In the Middle Ages, poverty was not regarded as a vice provided one bore it meekly, and voluntary poverty like that of the Franciscans was the apogee of virtue. Parasitic idleness was seen as the gateway to crime, though ‘avarice’ or material greed, a vice of the rich, was a much greater sin because it was seen as a form of spiritual lassitude.

The idea that the poor can be categorised in terms of moral failings was an Elizabethan rather than a Victorian one, though in this area as in that of butterflies and moths, their contribution was scientising and taxonomic.

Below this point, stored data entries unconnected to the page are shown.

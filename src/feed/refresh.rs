use chrono::Utc;
use futures::stream::{self, StreamExt};

use crate::error::Result;
use crate::models::{ArticleSet, Feed, FeedStatus};
use crate::store::{CollectionKey, DocumentStore};

use super::FeedSource;

#[derive(Debug, Clone, Copy, PartialEq, Eq, Default)]
pub struct RefreshSummary {
    pub refreshed: usize,
    pub failed: usize,
}

/// Fetches every stored feed, at most `concurrency` at a time.
///
/// A feed that fetches and stores cleanly becomes `healthy` with a fresh
/// `lastUpdated`; anything else marks it `error`. Individual failures are
/// logged, not returned.
pub async fn refresh_all<S>(
    store: &DocumentStore,
    source: &S,
    concurrency: usize,
) -> Result<RefreshSummary>
where
    S: FeedSource + ?Sized,
{
    let feeds = store.read_feeds().await?;

    let outcomes: Vec<bool> = stream::iter(feeds)
        .map(|feed| async move { refresh_feed(store, source, &feed).await })
        .buffer_unordered(concurrency.max(1))
        .collect()
        .await;

    let refreshed = outcomes.iter().filter(|ok| **ok).count();
    let summary = RefreshSummary {
        refreshed,
        failed: outcomes.len() - refreshed,
    };
    tracing::info!(
        "Refreshed {} feed(s), {} failed",
        summary.refreshed,
        summary.failed
    );
    Ok(summary)
}

/// Refreshes one feed and records the outcome in its status. Returns whether
/// it succeeded.
pub async fn refresh_feed<S>(store: &DocumentStore, source: &S, feed: &Feed) -> bool
where
    S: FeedSource + ?Sized,
{
    let stored = match source.fetch(&feed.url).await {
        Ok(fetched) => {
            tracing::debug!(
                "Fetched {} articles from {}",
                fetched.articles.len(),
                feed.title
            );
            let set = ArticleSet {
                feed_id: feed.id.clone(),
                last_fetched: Some(Utc::now()),
                articles: fetched.articles,
            };
            store.write_articles(&feed.id, &set).await
        }
        Err(e) => Err(e),
    };

    let status = match &stored {
        Ok(()) => FeedStatus::Healthy,
        Err(e) => {
            tracing::warn!("Failed to refresh {}: {}", feed.url, e);
            FeedStatus::Error
        }
    };
    if let Err(e) = record_status(store, &feed.id, status).await {
        tracing::warn!("Failed to record status of feed {}: {}", feed.id, e);
    }
    stored.is_ok()
}

// Re-reads the feed list under its lock so edits made while fetching survive.
async fn record_status(store: &DocumentStore, feed_id: &str, status: FeedStatus) -> Result<()> {
    store
        .update_as(&CollectionKey::Feeds, |feeds: &mut Vec<Feed>| {
            if let Some(feed) = feeds.iter_mut().find(|f| f.id == feed_id) {
                feed.status = status;
                if status == FeedStatus::Healthy {
                    feed.last_updated = Some(Utc::now());
                }
            }
            Ok(())
        })
        .await
}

The dissolution of the monasteries between 1536 and 1540 eradicated one of main refuges for the poor, while swelling their ranks by rendering monks and nuns homeless. Land enclosure to raise sheep created bigger farms requiring fewer labourers, while the poor lost customary rights to fish, fowl and fuel. A 25% population increase during the Elizabethan era, a series of poor harvests, and an increase in what we would call ‘drifters’, prompted Elizabethan governments to legislate a series of Poor Laws between 1563 and 1601. The 1601 Poor Law formed the template for legislation in this field until the 1834 Poor Law Reform Act.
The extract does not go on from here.